From the Departments of Pulmonary and Critical Care Medicine (C.M.C., W.S.K.), Oncology (C.M.C.), Radiology and Research Institute of Radiology (M.Y.K.), and Clinical Epidemiology and Biostatistics (J.B.L.), University of Ulsan College of Medicine, Asan Medical Center, 86 Asanbyeongwon-Gil, Songpa-Gu, Seoul 138-736, Korea; and Department of Radiology, Hallym University College of Medicine, Hallym University Sacred Heart Hospital, Seoul, Korea (H.J.H.).
Radiology. 2015 Apr;275(1):272-9. doi: 10.1148/radiol.14140848. Epub 2015 Jan 7.
To study the differences in computed tomographic (CT) characteristics between patients with advanced lung adenocarcinoma who have anaplastic lymphoma kinase (ALK) gene rearrangement and those who have epidermal growth factor receptor (EGFR) mutations.
This retrospective study was approved by the institutional review board. Informed consent was waived. Patients with stage IV adenocarcinoma (n = 198) were enrolled from November 2004 to December 2013, including 68 patients with ALK rearrangement and 130 with EGFR mutation. Two independent radiologists evaluated the main tumor in each patient and determined its size, type, margins, lymph node metastasis, and intrathoracic metastasis (lung, pleural or pericardial, or bone). A multiple logistic regression model was applied to discriminate clinical and CT characteristics between the types of mutation.
The κ index for assessment of tumor and node stage between radiologists was 0.8530 to 0.9388. Most of the main tumors in patients with both types of mutation appeared as solid masses. In univariate analysis, patients with an ALK rearrangement were younger (P < .001) and were more likely to be men (P = .001), to have never smoked (P = .002), and to have pleural or pericardial metastases (P < .05) compared with those with EGFR mutations. In multivariate analysis, lobulated margins (odds ratio, 4.815; 95% confidence interval [CI]: 1.789, 12.961; P = .002), N2 or N3 lymph node involvement (odds ratio, 2.445; 95% CI: 1.005, 5.950; P = .049), and lymphangitic lung metastasis (odds ratio, 8.485; 95% CI: 2.238, 32.170; P = .002) were more common in patients with ALK rearrangement than in those with EGFR mutation. The area under the receiver operating characteristic curve was 0.855.

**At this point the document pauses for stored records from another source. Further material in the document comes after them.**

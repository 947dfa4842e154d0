use prometheus::{
    core::{AtomicI64, GenericGauge},
    register_int_gauge_with_registry,
};

use super::{
    get_metric_opts, get_metrics_registry, GetVirtnodeMetric, VirtnodeMetric, VirtnodeMetricOps,
};
use crate::{new_error, Result, VirtnodeError};

/// A gauge backed by an `AtomicI64`
#[derive(Debug)]
pub struct IntGauge {
    gauge: GenericGauge<AtomicI64>,
    /// The name of the gauge
    pub name: &'static str,
}

impl IntGauge {
    /// Creates a new gauge and registers it with the metric registry
    pub fn new(name: &'static str, help: &str) -> Result<Self> {
        let registry = get_metrics_registry();
        let opts = get_metric_opts(name, help);
        let gauge = register_int_gauge_with_registry!(opts, registry)
            .map_err(|e| new_error!("failed to register gauge {}: {}", name, e))?;
        Ok(Self { gauge, name })
    }
    /// Increments a gauge by 1
    pub fn inc(&self) {
        self.gauge.inc();
    }
    /// Decrements a gauge by 1
    pub fn dec(&self) {
        self.gauge.dec();
    }
    /// Sets a gauge to a value
    pub fn set(&self, val: i64) {
        self.gauge.set(val);
    }
    /// Gets the value of a gauge
    pub fn get(&self) -> i64 {
        self.gauge.get()
    }
}

impl<S: VirtnodeMetricOps> GetVirtnodeMetric<IntGauge> for S {
    fn metric(&self) -> Result<&IntGauge> {
        let metric = self.get_metric()?;
        <&VirtnodeMetric as TryInto<&IntGauge>>::try_into(metric)
    }
}

impl<'a> TryFrom<&'a VirtnodeMetric> for &'a IntGauge {
    type Error = VirtnodeError;
    fn try_from(metric: &'a VirtnodeMetric) -> Result<Self> {
        match metric {
            VirtnodeMetric::IntGauge(gauge) => Ok(gauge),
            _ => Err(new_error!("metric is not a IntGauge")),
        }
    }
}

impl From<IntGauge> for VirtnodeMetric {
    fn from(gauge: IntGauge) -> Self {
        VirtnodeMetric::IntGauge(gauge)
    }
}

/// Increments an IntGauge by 1 or logs an error if the metric is not found
#[macro_export]
macro_rules! int_gauge_inc {
    ($metric:expr) => {{
        match $crate::metrics::GetVirtnodeMetric::<$crate::metrics::IntGauge>::metric($metric) {
            Ok(val) => val.inc(),
            Err(e) => log::error!("error getting metric: {}", e),
        };
    }};
}

/// Decrements an IntGauge by 1 or logs an error if the metric is not found
#[macro_export]
macro_rules! int_gauge_dec {
    ($metric:expr) => {{
        match $crate::metrics::GetVirtnodeMetric::<$crate::metrics::IntGauge>::metric($metric) {
            Ok(val) => val.dec(),
            Err(e) => log::error!("error getting metric: {}", e),
        };
    }};
}

/// Gets the value of an IntGauge logs an error
/// and returns 0 if the metric is not found
#[macro_export]
macro_rules! int_gauge_get {
    ($metric:expr) => {{
        match $crate::metrics::GetVirtnodeMetric::<$crate::metrics::IntGauge>::metric($metric) {
            Ok(val) => val.get(),
            Err(e) => {
                log::error!("error getting metric: {}", e);
                0
            }
        }
    }};
}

Adenocarcinomas with ALK rearrangement appeared as solid masses with lobulated margins at CT and were more likely to be associated with lymphangitic metastasis, advanced lymph node metastasis, and pleural or pericardial metastasis than were tumors with EGFR mutations.
研究具有间变性淋巴瘤激酶(ALK)基因重排的晚期肺腺癌患者与具有表皮生长因子受体(EGFR)突变的患者之间 CT 特征的差异。
本回顾性研究经机构审查委员会批准,豁免了知情同意。2004 年 11 月至 2013 年 12 月,共纳入 198 例 IV 期腺癌患者,包括 68 例 ALK 重排患者和 130 例 EGFR 突变患者。两位独立的放射科医生评估了每位患者的主要肿瘤,并确定了其大小、类型、边界、淋巴结转移以及胸内转移(肺、胸膜或心包或骨)。采用多变量逻辑回归模型来区分突变类型之间的临床和 CT 特征。
放射科医生评估肿瘤和淋巴结分期的κ指数为 0.8530 至 0.9388。两种突变类型的大多数主要肿瘤均表现为实性肿块。在单变量分析中,ALK 重排患者较 EGFR 突变患者更年轻(P<0.001),更可能为男性(P=0.001),从不吸烟(P=0.002),且更可能发生胸膜或心包转移(P<0.05)。多变量分析显示,分叶状边界(优势比,4.815;95%置信区间[CI]:1.789,12.961;P=0.002)、N2 或 N3 淋巴结受累(优势比,2.445;95%CI:1.005,5.950;P=0.049)和淋巴管性肺转移(优势比,8.485;95%CI:2.238,32.170;P=0.002)在 ALK 重排患者中比在 EGFR 突变患者中更常见。受试者工作特征曲线下面积为 0.855。
CT 上具有 ALK 重排的腺癌表现为实性肿块,具有分叶状边界,与淋巴管转移、淋巴结转移进展以及胸膜或心包转移的相关性高于 EGFR 突变肿瘤。